A modular music recommender system that combines Content-Based Filtering and Collaborative Filtering to provide personalized track recommendations. The system is built using Python, DVC for pipeline management, and Streamlit for deployment. It is designed for scalability and reproducibility.

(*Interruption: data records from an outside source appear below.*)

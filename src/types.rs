//! 消息类型定义

use serde::{Deserialize, Serialize};
use sha2::{Digest, Sha256};

/// 去重摘要的字段分隔符
const DEDUP_DELIMITER: &str = "|";

/// 消息文件中的原始消息（Sender 写入，Server 读取）
///
/// 缺失字段按空字符串处理，未知字段忽略。
#[derive(Debug, Clone, Default, PartialEq, Eq, Serialize, Deserialize)]
pub struct IncomingMessage {
    /// 被批注的文件（不校验）
    #[serde(default)]
    pub file: String,
    /// 批注内容
    #[serde(default)]
    pub comment: String,
    /// 来源项目根目录，空表示不限项目
    #[serde(default)]
    pub project_root: String,
    /// RFC3339 时间戳（由 Sender 生成）
    #[serde(default)]
    pub time: String,
}

impl IncomingMessage {
    /// 是否属于给定项目
    pub fn belongs_to(&self, project_root: &str) -> bool {
        self.project_root.is_empty() || self.project_root == project_root
    }
}

/// 队列中的消息
#[derive(Debug, Clone, PartialEq, Eq)]
pub struct QueuedMessage {
    pub file: String,
    pub comment: String,
    pub project_root: String,
    pub time: String,
    dedup_key: String,
}

impl QueuedMessage {
    pub fn new(
        file: impl Into<String>,
        comment: impl Into<String>,
        project_root: impl Into<String>,
        time: impl Into<String>,
    ) -> Self {
        let file = file.into();
        let comment = comment.into();
        let time = time.into();
        let dedup_key = dedup_key(&file, &comment, &time);
        Self {
            file,
            comment,
            project_root: project_root.into(),
            time,
            dedup_key,
        }
    }

    /// 去重键
    pub fn dedup_key(&self) -> &str {
        &self.dedup_key
    }
}

impl From<IncomingMessage> for QueuedMessage {
    fn from(msg: IncomingMessage) -> Self {
        Self::new(msg.file, msg.comment, msg.project_root, msg.time)
    }
}

/// 计算去重键：SHA-256(file|comment|time)
pub fn dedup_key(file: &str, comment: &str, time: &str) -> String {
    let input = [file, comment, time].join(DEDUP_DELIMITER);
    let mut hasher = Sha256::new();
    hasher.update(input.as_bytes());
    format!("{:x}", hasher.finalize())
}
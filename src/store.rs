//! 消息队列
//!
//! 容量受限的 FIFO 队列，按去重键保证唯一。本身不加锁，由 Server 的 `Inbox` 包在 Mutex 里。

use std::collections::VecDeque;

use crate::types::QueuedMessage;

/// 队列容量
pub const MAX_QUEUED_MESSAGES: usize = 10;

/// 队列为空时返回的文本
pub const NO_MESSAGES_TEXT: &str = "No new messages from lazygit";

/// 每条消息末尾的固定提示
const MESSAGE_SUFFIX: &str = "Please improve this code.";

/// 分隔线长度
const SEPARATOR_WIDTH: usize = 50;

/// 一次 drain 的结果
#[derive(Debug, Clone, PartialEq, Eq)]
pub struct Drained {
    /// 格式化后的文本
    pub text: String,
    /// 被取出的消息数
    pub count: usize,
}

/// 消息队列
#[derive(Debug, Default)]
pub struct MessageStore {
    messages: VecDeque<QueuedMessage>,
}

impl MessageStore {
    pub fn new() -> Self {
        Self::default()
    }

    /// 追加到队尾，超出容量时丢弃最旧的一条
    pub fn append(&mut self, msg: QueuedMessage) {
        self.messages.push_back(msg);
        while self.messages.len() > MAX_QUEUED_MESSAGES {
            if let Some(evicted) = self.messages.pop_front() {
                tracing::debug!("🗑️ Queue full, evicted oldest message: {}", evicted.comment);
            }
        }
    }

    /// 是否已有相同去重键的消息
    pub fn contains_key(&self, key: &str) -> bool {
        self.messages.iter().any(|m| m.dedup_key() == key)
    }

    pub fn len(&self) -> usize {
        self.messages.len()
    }

    pub fn is_empty(&self) -> bool {
        self.messages.is_empty()
    }

    /// 按到达顺序遍历
    pub fn iter(&self) -> impl Iterator<Item = &QueuedMessage> {
        self.messages.iter()
    }

    /// 格式化全部消息（只读）
    pub fn format_all(&self) -> String {
        if self.messages.is_empty() {
            return NO_MESSAGES_TEXT.to_string();
        }

        let separator = format!("\n{}\n\n", "-".repeat(SEPARATOR_WIDTH));
        self.messages
            .iter()
            .enumerate()
            .map(|(i, msg)| format_message(i + 1, msg))
            .collect::<Vec<_>>()
            .join(&separator)
    }

    /// 格式化全部消息并清空队列
    pub fn drain_all(&mut self) -> Drained {
        let text = self.format_all();
        let count = self.messages.len();
        self.messages.clear();
        Drained { text, count }
    }
}

fn format_message(index: usize, msg: &QueuedMessage) -> String {
    format!(
        "Message {}:\nFile: {}\nComment: {}\nTime: {}\n\n{}",
        index, msg.file, msg.comment, msg.time, MESSAGE_SUFFIX
    )
}
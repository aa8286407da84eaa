use std::sync::Arc;
use tokio::net::TcpListener;
use tracing::info;
use app_trust_check::{
    analyzer::AppAnalyzer,
    api::routes::create_router,
    cache::FreshnessCache,
    config::Config,
    llm::provider_from_config,
    service::AnalysisService,
    store::LibsqlStore,
    AppState,
};

fn init_tracing() -> Result<(), Box<dyn std::error::Error>> {
    let filter = tracing_subscriber::EnvFilter::try_from_default_env()
        .unwrap_or_else(|_| tracing_subscriber::EnvFilter::new("info"));

    tracing_subscriber::fmt()
        .with_env_filter(filter)
        .try_init()
        .map_err(|error| format!("failed to initialize tracing subscriber: {error}"))?;

    Ok(())
}

#[tokio::main]
async fn main() -> Result<(), Box<dyn std::error::Error>> {
    init_tracing()?;

    // Load configuration
    let config = Config::load()?;
    let server_addr = config.server_addr;

    let store = LibsqlStore::open_local(&config.database_path).await?;
    info!(path = %config.database_path, "analysis database ready");

    let provider = provider_from_config(&config.provider);
    info!(provider = provider.name(), "analysis provider configured");

    let service = AnalysisService::new(
        FreshnessCache::new(Arc::new(store)),
        AppAnalyzer::new(provider),
    );

    // Create application state
    let app_state = AppState {
        service: Arc::new(service),
        request_timeout: config.request_timeout,
    };

    // Build the router with routes
    let app = create_router(app_state);

    let listener = TcpListener::bind(server_addr).await?;

    info!(%server_addr, "listening");
    axum::serve(listener, app).await?;

    Ok(())
}
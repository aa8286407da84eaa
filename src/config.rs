use std::env;
use std::net::{IpAddr, SocketAddr};
use std::str::FromStr;
use std::time::Duration;

use crate::error::{AppError, Result};

pub const DEFAULT_GEMINI_MODEL: &str = "gemini-2.5-flash";
pub const DEFAULT_OPENROUTER_MODEL: &str = "google/gemini-2.5-flash:online";

/// Which upstream model service answers analysis prompts.
#[derive(Clone, Debug, PartialEq, Eq)]
pub enum ProviderConfig {
    Gemini { api_key: String, model: String },
    OpenRouter { api_key: String, model: String },
}

#[derive(Clone, Debug)]
pub struct Config {
    pub server_addr: SocketAddr,
    pub database_path: String,
    pub request_timeout: Duration,
    pub provider: ProviderConfig,
}

impl Config {
    pub fn load() -> Result<Self> {
        // Load environment variables from .env file if it exists
        dotenv::dotenv().ok();

        Self::from_lookup(|key| env::var(key).ok())
    }

    /// Builds the configuration from an arbitrary key lookup.
    pub fn from_lookup<F>(lookup: F) -> Result<Self>
    where
        F: Fn(&str) -> Option<String>,
    {
        let provider = match lookup("ANALYSIS_PROVIDER").as_deref().unwrap_or("gemini") {
            "gemini" => ProviderConfig::Gemini {
                api_key: required(&lookup, "GEMINI_API_KEY")?,
                model: lookup("GEMINI_MODEL").unwrap_or_else(|| DEFAULT_GEMINI_MODEL.to_string()),
            },
            "openrouter" => ProviderConfig::OpenRouter {
                api_key: required(&lookup, "OPENROUTER_API_KEY")?,
                model: lookup("OPENROUTER_MODEL")
                    .unwrap_or_else(|| DEFAULT_OPENROUTER_MODEL.to_string()),
            },
            other => {
                return Err(AppError::ConfigError(format!("Unknown analysis provider: {other}")));
            }
        };

        // Load server configuration with defaults
        let host = lookup("HOST").unwrap_or_else(|| "127.0.0.1".to_string());
        let port = lookup("PORT").unwrap_or_else(|| "3001".to_string());
        let port = port.parse::<u16>().map_err(|e| AppError::ConfigError(format!("Invalid port: {}", e)))?;
        let ip = IpAddr::from_str(&host).map_err(|e| AppError::ConfigError(format!("Invalid host address: {}", e)))?;

        let timeout_secs = match lookup("REQUEST_TIMEOUT_SECS") {
            Some(raw) => raw
                .parse::<u64>()
                .map_err(|e| AppError::ConfigError(format!("Invalid request timeout: {}", e)))?,
            None => 90,
        };

        Ok(Config {
            server_addr: SocketAddr::new(ip, port),
            database_path: lookup("DATABASE_PATH").unwrap_or_else(|| "app_analysis.db".to_string()),
            request_timeout: Duration::from_secs(timeout_secs),
            provider,
        })
    }
}

fn required<F>(lookup: &F, key: &str) -> Result<String>
where
    F: Fn(&str) -> Option<String>,
{
    match lookup(key) {
        Some(value) if !value.trim().is_empty() => Ok(value),
        _ => Err(AppError::ConfigError(format!("{key} is not set"))),
    }
}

- ✅ Data Cleaning & Preprocessing
- 🎯 Content-Based Filtering using song metadata
- 👥 Collaborative Filtering using user listening history
- 🔀 Hybrid Recommendations
- 🧪 Modular and reproducible pipeline using DVC
- 🧱 Easy deployment with Streamlit and Docker
- 🧠 Uses encoders like
TFIDF,OneHotEncoder, andMinMaxScaler
spotify-recommender/
├── data/ # Raw and processed datasets
├── dvc.yaml # DVC pipeline stages
├── app.py # Streamlit frontend
├── content_based_filtering.py
├── collaborative_filtering.py
├── data_cleaning.py
├── hybrid_filtering.py
├── utils/ # Helper functions
│ └── encoders.py
├── models/ # Saved transformers/models
│ └── transformer.joblib
├── outputs/ # Final transformed data and matrices
├── requirements.txt
└── README.md
This project is managed using DVC to ensure a reproducible and modular ML pipeline.
-
Data Cleaning
- Input: Raw Spotify datasets
- Output: Cleaned CSVs and fitted encoders
-
Content-Based Filtering
- Input: Cleaned features
- Output: Transformed feature matrices (
.npz), similarity data
-
Collaborative Filtering
- Input: User listening history
- Output: Sparse interaction matrix, song-user similarity matrix
-
Hybrid Filtering
- Input: Outputs from both previous stages
- Output: Final ranked recommendations
📌 Content-Based: Vectorizes song metadata (genres, artists, lyrics)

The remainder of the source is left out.